Actor Reentrancy

I am reading the Actors Proposal (SE-0306), and I am totally confused :confused:

I have no problem understanding this:

Actor isolation

The second form of permissible cross-actor reference is one that is performed with an asynchronous function invocation. Such asynchronous function invocations are turned into "messages" requesting that the actor execute the corresponding task when it can safely do so. These messages are stored in the actor's "mailbox", and the caller initiating the asynchronous function invocation may be suspended until the actor is able to process the corresponding message in its mailbox. An actor processes the messages in its mailbox sequentially, so that a given actor will never have two concurrently-executing tasks running actor-isolated code. This ensures that there are no data races on actor-isolated mutable state, because there is no concurrency in any code that can access actor-isolated state.

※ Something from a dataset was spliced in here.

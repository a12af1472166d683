pub mod events;
pub mod prompt;
pub mod raw;
pub mod render;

But my confusion starts after reading this:

Actor reentrancy

Actor-isolated functions are reentrant. When an actor-isolated function suspends, reentrancy allows other work to execute on the actor before the original actor-isolated function resumes, which we refer to as interleaving.
...

Since an actor processes messages in its input queue sequentially and one at a time, how can other work be executed on the same actor?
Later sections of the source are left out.